Flawless distribution can seem an impossible goal. No matter how much inventory a wholesaler carries, when a customer places a rush order, the essential item is often out of stock. No matter how broad a range of services a dealer provides, what a customer desperately needs is often some out-ofthe-ordinary service that the dealer has never supplied. And no matter how much effort a distributor expends to beef up its capabilities, when a customer has an emergency, the distributor often lacks the critical skills to respond.
To solve these problems, a handful of forwardlooking companies are experimenting with their distribution channels to make them more flexible and responsive. Although the scope of the experiments and the specifics vary widely, each embraces a concept we call adaptive channels.
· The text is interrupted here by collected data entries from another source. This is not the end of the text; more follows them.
use std::net::SocketAddr;
use std::path::PathBuf;
use std::sync::Arc;

use anyhow::anyhow;
use clap::{Parser, Subcommand};
use tokio::net::TcpListener;
use tracing::info;
use tracing_subscriber::EnvFilter;

use extension_host::{
    HOST_API_VERSION, HostConfig, ServiceRegistry,
    plugin::{PluginCatalog, PluginLoader},
    server::{Host, shutdown_signal},
};

/// Extension Host - loads extensions and serves their routers
#[derive(Parser, Debug)]
#[command(name = "extension-host")]
#[command(version, about, long_about = None)]
struct Cli {
    /// Path to configuration file (YAML)
    #[arg(short = 'c', long = "config", value_name = "FILE")]
    config: Option<PathBuf>,

    /// Subcommand to run
    #[command(subcommand)]
    command: Option<Commands>,
}

#[derive(Subcommand, Debug)]
enum Commands {
    /// Load extensions and serve (default)
    Serve,

    /// Show discovered references and whether they would load, without invoking them
    List {
        /// Print JSON instead of a table
        #[arg(long)]
        json: bool,
    },
}

#[tokio::main]
async fn main() -> anyhow::Result<()> {
    // Load .env file if it exists (must be done before config loading)
    let _ = dotenvy::dotenv();

    tracing_subscriber::fmt()
        .with_env_filter(EnvFilter::try_from_default_env().unwrap_or_else(|_| EnvFilter::new("info")))
        .init();

    let cli = Cli::parse();

    let config = if let Some(config_path) = cli.config {
        info!(path = %config_path.display(), "Loading configuration");
        HostConfig::from_file(&config_path)?
    } else {
        HostConfig::from_env()?
    };

    match cli.command.unwrap_or(Commands::Serve) {
        Commands::List { json } => list(&config, json),
        Commands::Serve => serve(config).await,
    }
}

fn list(config: &HostConfig, json: bool) -> anyhow::Result<()> {
    let loader = PluginLoader::new(
        Arc::new(PluginCatalog::from_inventory()),
        Arc::new(ServiceRegistry::new()),
    );
    let records = loader.preflight(&config.discovery());

    if json {
        println!("{}", serde_json::to_string_pretty(&records)?);
        return Ok(());
    }

    println!("Host API version {HOST_API_VERSION}");
    for record in &records {
        let outcome = if record.outcome.is_loaded() {
            "ok".to_string()
        } else {
            serde_json::to_value(record.outcome)?
                .as_str()
                .unwrap_or("failed")
                .to_string()
        };
        println!(
            "{:<20} {:<12} {:<18} {}",
            outcome,
            record.kind.unwrap_or("-"),
            record.source.to_string(),
            record.reference
        );
        if let Some(ref error) = record.error {
            println!("    {error}");
        }
    }
    Ok(())
}

async fn serve(config: HostConfig) -> anyhow::Result<()> {
    let address = config.address();
    let socket_addr: SocketAddr = address
        .parse()
        .map_err(|e| anyhow!("Invalid server address '{}': {}", address, e))?;

    let host = Host::build(config);
    let report = host.state.report();
    info!(
        loaded = report.loaded().count(),
        failed = report.failed().count(),
        "Extensions loaded"
    );

    let listener = TcpListener::bind(&socket_addr).await?;
    host.run(listener, shutdown_signal()).await?;

    Ok(())
}
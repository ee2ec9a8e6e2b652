//! Extension System
//!
//! This module loads independently packaged extensions into the running host:
//! - Discovery of configured references and declared entry points
//! - Resolution of references against link-time exports
//! - Compatibility gating against [`HOST_API_VERSION`]
//! - Router mounting under normalized prefixes
//! - Ordered composition of startup/shutdown scopes
//! - A first-wins service registry shared across extensions
//!
//! # Architecture
//!
//! ```text
//! ┌──────────────────────────────────────────────────────────────────────┐
//! │ Discovery ──▶ Catalog ──▶ Compat gate ──▶ PluginHandle ──▶ Commit    │
//! │ (config + entry points)   (semver)       (staged)     router/services│
//! │                                                        lifespans     │
//! └──────────────────────────────────────────────────────────────────────┘
//! ```
//!
//! Every stage is local to one extension: a failure is logged, recorded in
//! the [`LoadReport`] and loading continues with the next reference.
//!
//! # Usage
//!
//! ## Writing an Extension
//!
//! ```ignore
//! use extension_host::plugin::prelude::*;
//! use extension_host::{declare_entry_point, export_extension};
//!
//! fn register(handle: &mut PluginHandle) -> Result<(), BoxError> {
//!     handle.mount("/my-ext", Router::new().route("/health", get(|| async { "ok" })))?;
//!     handle.register_service(
//!         "conversation_manager",
//!         ServiceMode::Singleton,
//!         ServiceProvider::value("my-ext".to_string()),
//!     );
//!     Ok(())
//! }
//!
//! export_extension!(register, compatible = ">=1.0.0, <2.0.0");
//! declare_entry_point!(server_extensions, "my-ext", register);
//! ```
//!
//! ## Loading Extensions
//!
//! ```ignore
//! let catalog = Arc::new(PluginCatalog::from_inventory());
//! let services = Arc::new(ServiceRegistry::new());
//! let loaded = PluginLoader::new(catalog, services).load(&Discovery::new(refs), Router::new());
//! ```

pub mod builtin;
pub mod catalog;
pub mod compat;
pub mod discovery;
pub mod error;
pub mod handle;
pub mod isolation;
pub mod lifecycle;
pub mod loader;
#[macro_use]
pub mod macros;
pub mod mount;
pub mod registry;

// Re-exports for convenience
pub use catalog::{PluginCatalog, PluginDescriptor, PluginEntry, PluginExport};
pub use compat::{CompatibilityRange, HOST_API_VERSION, check_compatibility, is_compatible};
pub use discovery::{DiscoveredReference, Discovery, DiscoverySource, EntryPoint, EntryPointSource};
pub use error::{
    BoxError, DiscoveryError, IncompatiblePluginError, LifespanEnterError, LifespanExitError,
    LifespanStartupError, LoadError, MountError, RegistrationError, ResolutionError,
};
pub use handle::{ComponentContribution, PluginHandle};
pub use lifecycle::{CombinedLifespan, Lifespan, LifespanExt, LifespanFn, WithTimeout};
pub use loader::{LoadRecord, LoadReport, LoadStatus, LoadedExtensions, PluginLoader};
pub use mount::{MountedRouter, normalize_prefix};
pub use registry::{Registration, ServiceMode, ServiceProvider, ServiceRegistry};

/// Prelude module for convenient imports
///
/// Use this for extension development:
/// ```ignore
/// use extension_host::plugin::prelude::*;
/// ```
pub mod prelude {
    pub use super::error::BoxError;
    pub use super::handle::{ComponentContribution, PluginHandle};
    pub use super::lifecycle::{Lifespan, LifespanExt, LifespanFn};
    pub use super::registry::{ServiceMode, ServiceProvider, ServiceRegistry};

    // Re-export commonly needed external crates
    pub use async_trait::async_trait;
    pub use axum::Router;
    pub use axum::routing::{delete, get, post, put};
    pub use serde_json::Value;
    pub use std::sync::Arc;
}
pub mod config;
pub mod handlers;
pub mod middleware;
pub mod plugin;
pub mod routes;
pub mod server;
pub mod state;

// Used by the export and entry point macros
pub use inventory;

// Re-export commonly used items for convenience
pub use config::{ConfigError, HostConfig};
pub use plugin::compat::HOST_API_VERSION;
pub use plugin::registry::ServiceRegistry;
pub use server::{Host, ServeError};
pub use state::AppState;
The managers whose innovations have given rise to this concept view their distribution channels as webs of capabilities embedded in an extended enterprise. They have realized that by sharing their resources and capabilities in novel ways and new situations, they can take advantage of profit-making opportunities that they could not exploit alone. To act on this realization, these managers first identify infrequent yet critical customer requirements that they cannot fulfill routinely on their own. Then they make progressive, cooperative arrangements with other channel members for the assistance that will enable them to meet those requirements. The nature of such assistance, the procedures for providing it, and the appropriate remuneration are all defined in advance.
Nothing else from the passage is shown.